Signalons enfin, la conférence particulièrement brillante de T. Kaegi de la société zurichoise Haeni, qui a décrit une utilisation du 8008 pour le test des circuits intégrés ou imprimés. Le test revient 5 fois moins cher que s’il est réalisé à l’aide d’un miniordinateur.
En complément de chaque série d’exposés, des tables rondes ont apporté une animation souvent très vive aux journées d’électronique. Elles ont souligné certaines divergences de vues parmi les spécialistes sur le podium et dans l’auditoire.
Quelle est la véritable vocation du microprocesseur? Doit-il se contenter de supplanter le miniordinateur dans les domaines d’application de celui-ci, ou doit-il se créer un domaine d’application spécifique dans des secteurs où le prix du miniordinateur décourage son utilisation? Les machines à laver de demain seront elles toutes équipées de leur microprocesseur?
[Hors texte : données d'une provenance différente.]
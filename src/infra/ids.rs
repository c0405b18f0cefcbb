use rand::Rng;
use serde::{Deserialize, Serialize};

/// Алфавит кодов комнат.
const ROOM_ALPHABET: &[u8] = b"0123456789abcdefghijklmnopqrstuvwxyzABCDEFGHIJKLMNOPQRSTUVWXYZ+=";

/// Длина кода комнаты.
pub const ROOM_CODE_LEN: usize = 9;

/// Код комнаты: короткий случайный идентификатор, он же адрес хоста.
#[derive(Clone, Debug, Serialize, Deserialize, PartialEq, Eq, Hash)]
pub struct RoomCode(pub String);

impl RoomCode {
    pub fn generate() -> Self {
        Self(room_code())
    }

    pub fn as_str(&self) -> &str {
        &self.0
    }
}

impl std::fmt::Display for RoomCode {
    fn fmt(&self, f: &mut std::fmt::Formatter<'_>) -> std::fmt::Result {
        f.write_str(&self.0)
    }
}

/// Новый случайный код комнаты.
pub fn room_code() -> String {
    let mut rng = rand::thread_rng();
    (0..ROOM_CODE_LEN)
        .map(|_| ROOM_ALPHABET[rng.gen_range(0..ROOM_ALPHABET.len())] as char)
        .collect()
}
impl<R: RandomSource> HostCore<R> {
    /// Создать хост и сразу завести игру (`create`).
    pub fn new(config: HostConfig, rng: R, hooks: Arc<dyn UiHooks>) -> Result<Self, GameError> {
        let mut replica = Replica::new();
        replica.submit(EventKind::Create {
            game_id: config.room.clone(),
            player_count: config.max_players,
        })?;
        info!(room = %config.room, max_players = config.max_players, "[HOST] game created");

        Ok(Self {
            heartbeats: HeartbeatTable::new(config.rules.heartbeat_timeout),
            config,
            replica,
            peers: BTreeMap::new(),
            rng,
            hooks,
        })
    }

    pub fn config(&self) -> &HostConfig {
        &self.config
    }

    pub fn game(&self) -> Option<&Game> {
        self.replica.game()
    }

    pub fn replica(&self) -> &Replica {
        &self.replica
    }

    pub fn peer_ids(&self) -> Vec<PeerId> {
        self.peers.keys().cloned().collect()
    }

    pub fn peer_player(&self, peer: &str) -> Option<&str> {
        self.peers.get(peer).and_then(|p| p.player.as_deref())
    }

    pub fn last_ack(&self, peer: &str) -> Option<EventId> {
        self.peers.get(peer).and_then(|p| p.last_ack)
    }

    /// Разобрать событие транспорта.
    pub fn on_transport(&mut self, event: TransportEvent, now: Instant) {
        match event {
            TransportEvent::Opened { peer, link } => self.on_open(peer, link, now),
            TransportEvent::Frame { peer, frame } => match decode(&frame) {
                Ok(msg) => self.on_message(&peer, msg, now),
                Err(err) => warn!(peer = %peer, error = %err, "[HOST] undecodable frame dropped"),
            },
            TransportEvent::Closed { peer } => {
                if self.peers.contains_key(&peer) {
                    info!(peer = %peer, "[HOST] connection closed");
                    self.depart(&peer);
                    self.after_change();
                }
            }
        }
    }

    /// Новое соединение: сразу догоняет весь лог.
    pub fn on_open(&mut self, peer: PeerId, link: Link, now: Instant) {
        info!(peer = %peer, "[HOST] new connection");
        self.heartbeats.register(&peer, now);
        self.peers.insert(
            peer,
            PeerEntry {
                link,
                last_ack: None,
                requested: None,
                player: None,
            },
        );
        self.flush();
    }

    pub fn on_message(&mut self, peer: &str, msg: WireMessage, now: Instant) {
        if !self.peers.contains_key(peer) {
            debug!(peer, "[HOST] message from unknown peer ignored");
            return;
        }

        match msg {
            WireMessage::Control(ControlMessage::Heartbeat) => {
                self.heartbeats.beat(peer, now);
            }
            WireMessage::Candidate(kind) => self.on_candidate(peer, kind),
            WireMessage::Event(event) => {
                // Клиент прислал событие с номером: принимаем, только если
                // номер ровно следующий.
                let expected = self.replica.next_event_id();
                if event.id != expected {
                    warn!(peer, expected, received = event.id, "[HOST] out-of-order event rejected");
                    self.reply(
                        peer,
                        GameError::OutOfOrder {
                            expected,
                            received: event.id,
                        }
                        .into(),
                    );
                    return;
                }
                self.on_candidate(peer, event.kind);
            }
            other => {
                debug!(peer, kind = other.label(), "[HOST] unexpected message ignored");
            }
        }
    }

    fn on_candidate(&mut self, peer: &str, kind: EventKind) {
        if !kind.is_peer_submittable() {
            warn!(peer, kind = kind.name(), "[HOST] host-only candidate from peer");
            let err = GameError::HostOnly {
                kind: kind.name().to_string(),
            };
            self.reply(peer, err.into());
            return;
        }

        if let EventKind::Join { player } = &kind {
            if !self.admit_join(peer, player) {
                return;
            }
        }

        let requested = match &kind {
            EventKind::Join { player } => Some(player.clone()),
            _ => None,
        };

        match self.replica.submit(kind) {
            Ok(applied) => {
                if let Some(requested) = requested {
                    self.assign_name(peer, requested);
                }
                self.after_accept(&applied);
            }
            Err(err) => {
                warn!(peer, error = %err, "[HOST] candidate rejected");
                self.reply(peer, err.clone().into());
                if self.replica.is_halted() {
                    self.hooks.show_error(&err);
                    self.after_change();
                }
            }
        }
    }

    /// Проверки `join` до редьюсера. При `false` дальше не идём.
    fn admit_join(&self, peer: &str, requested: &str) -> bool {
        let Some(entry) = self.peers.get(peer) else {
            return false;
        };

        if let Some(bound) = entry.player.clone() {
            let known = entry.requested.as_deref() == Some(requested) || bound == requested;
            if !known {
                warn!(peer, bound = %bound, requested, "[HOST] impersonation attempt, closing");
                entry.link.close();
                return false;
            }
            if self.game().is_some_and(|g| g.player(&bound).is_some()) {
                // Повторный join того же соединения: просто напомнить имя.
                self.reply(peer, WireMessage::name_assigned(requested, bound));
                return false;
            }
        }

        if self.game().is_some_and(Game::is_started) {
            info!(peer, requested, "[HOST] late joiner redirected to spectators");
            self.reply(peer, WireMessage::already_started());
            return false;
        }

        true
    }

    fn assign_name(&mut self, peer: &str, requested: String) {
        let Some(assigned) = self
            .game()
            .and_then(|g| g.players.last())
            .map(|p| p.name.clone())
        else {
            return;
        };
        info!(peer, requested = %requested, assigned = %assigned, "[HOST] player joined");
        if let Some(entry) = self.peers.get_mut(peer) {
            entry.requested = Some(requested.clone());
            entry.player = Some(assigned.clone());
        }
        self.reply(peer, WireMessage::name_assigned(requested, assigned));
    }

    /// Ввод самого хоста (хост тоже может быть игроком).
    pub fn submit_local(&mut self, kind: EventKind) -> Result<Applied, GameError> {
        match self.replica.submit(kind) {
            Ok(applied) => {
                self.after_accept(&applied);
                Ok(applied)
            }
            Err(err) => {
                warn!(error = %err, "[HOST] local input rejected");
                self.hooks.show_error(&err);
                if self.replica.is_halted() {
                    self.after_change();
                }
                Err(err)
            }
        }
    }

    /// Посадить игрока хоста. Возвращает имя, под которым он сел.
    pub fn join_local(&mut self, name: &str) -> Result<String, GameError> {
        self.submit_local(EventKind::Join {
            player: name.to_string(),
        })?;
        self.game()
            .and_then(|g| g.players.last())
            .map(|p| p.name.clone())
            .ok_or_else(|| GameError::Unknown {
                message: "join accepted but no player seated".to_string(),
            })
    }

    /// Начать игру: свежая колода на всех и случайный первый игрок.
    pub fn start_game(&mut self) -> Result<Applied, GameError> {
        let game = self.game().ok_or(GameError::NotCreated)?;
        let names: Vec<String> = game.players.iter().map(|p| p.name.clone()).collect();

        let seed = self.rng.next_seed();
        let deck = build_deck(names.len(), seed);
        let start_player = self
            .rng
            .pick_index(names.len())
            .and_then(|idx| names.get(idx).cloned())
            .unwrap_or_default();

        info!(players = names.len(), start_player = %start_player, "[HOST] starting game");
        self.submit_local(EventKind::Start { deck, start_player })
    }

    /// Проверка живости. Молчащие и закрытые соединения уходят,
    /// их игроки покидают игру обычным событием `leave`.
    pub fn sweep(&mut self, now: Instant) -> Vec<PeerId> {
        let expired = self.heartbeats.expired(now);
        let departed: Vec<PeerId> = self
            .peers
            .iter()
            .filter(|(peer, entry)| !entry.link.is_open() || expired.contains(*peer))
            .map(|(peer, _)| peer.clone())
            .collect();

        for peer in &departed {
            info!(peer = %peer, "[HOST] peer timed out or disconnected");
            self.depart(peer);
        }
        if !departed.is_empty() {
            self.after_change();
        }
        departed
    }

    fn depart(&mut self, peer: &str) {
        self.heartbeats.remove(peer);
        let Some(entry) = self.peers.remove(peer) else {
            return;
        };
        entry.link.close();

        let Some(player) = entry.player else {
            return;
        };
        let seated = self.game().is_some_and(|g| g.player(&player).is_some() && !g.is_over());
        if !seated {
            return;
        }

        let seed = self.rng.next_seed();
        match self.replica.submit(EventKind::Leave {
            player: player.clone(),
            seed,
        }) {
            Ok(applied) => {
                info!(player = %player, "[HOST] player left");
                run_effects(self.hooks.as_ref(), &applied.effects);
            }
            Err(err) => warn!(player = %player, error = %err, "[HOST] leave rejected"),
        }
    }

    /// Догнать каждого пира: все события после его подтверждённого,
    /// по возрастанию id.
    pub fn flush(&mut self) {
        let events = self.replica.events();
        for (peer, entry) in self.peers.iter_mut() {
            let start = entry
                .last_ack
                .map_or(0, |ack| events.partition_point(|e| e.id <= ack));
            for event in &events[start..] {
                if let Err(err) = entry.link.send(&WireMessage::Event(event.clone())) {
                    warn!(peer = %peer, event_id = event.id, error = %err, "[HOST] send failed");
                    entry.link.close();
                    break;
                }
                entry.last_ack = Some(event.id);
            }
        }
    }

    /// Закрыть все соединения (остановка хоста).
    pub fn close_all(&mut self) {
        for (_, entry) in std::mem::take(&mut self.peers) {
            entry.link.close();
        }
    }

    fn after_accept(&mut self, applied: &Applied) {
        for event in &applied.events {
            debug!(event_id = event.id, kind = event.kind.name(), "[HOST] accepted");
        }
        run_effects(self.hooks.as_ref(), &applied.effects);
        self.after_change();
    }

    fn after_change(&mut self) {
        self.flush();
        if let Some(game) = self.replica.game() {
            self.hooks.render(game);
        }
    }

    /// Ответ только отправителю.
    fn reply(&self, peer: &str, msg: WireMessage) {
        if let Some(entry) = self.peers.get(peer) {
            if let Err(err) = entry.link.send(&msg) {
                debug!(peer, error = %err, "[HOST] reply not delivered");
            }
        }
    }
}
C’est là, pour certains, que réside la vraie révolution apportée par les microprocesseurs.
Mais si l’on opte pour la première solution, si on laisse les microprocesseurs aux seules mains des informaticiens, ne faudra-t-il pas nécessairement faire des progrès importants dans la réalisation du logiciel qui s’y adapte?
Devra-t-on se contenter de langages d’assemblage peu satisfaisants pour l’utilisateur ou favoriser le développement de langages évolués, tels que le PLM qui fonctionne sur Intel 8008 et 8080? Dans ce cas, ne court-on pas le danger d’une augmentation du prix du matériel en fonction de l’accroissement de la taille de mémoire nécessaire, supprimant ainsi l’avantage du coût modique du microprocesseur? En fait, cette affirmation ne résiste pas longtemps à l’argument inverse. Le prix des mémoires baisse chaque année, tandis que le salaire du programmeur est en progression constante.
Autre thème de discussion, le domaine d’application des multiprocesseurs. Les opinions se sont partagées entre les partisans d’une utilisation des microprocesseurs pour des tâches spécifiques distinctes, par exemple, dans un atelier de commande numérique de machines-outils, et ceux de la répartition d’une même tâche entre plusieurs microprocesseurs partageant la même mémoire.
Au cours de la table ronde de clôture, les spécialistes s’interrogeaient enfin sur les avantages des nouveaux microprocesseurs microprogrammables, cette particularité apportant une souplesse d’adaptation accrue. Et, tandis que les réalistes énuméraient les cas où les microprocesseurs sont encore déconseillés, lorsqu’il s’agit d’un traitement trop complexe, exigeant une trop grande rapidité ou des besoins en alimentation trop importants, les amateurs de prospective supputaient l’apparition des nanoprocesseurs de demain.
Souhaitons aux journées d’électronique 1975, qui auront pour thème « advanced signal processing technology », un succès aussi vif que celui des journées 1974.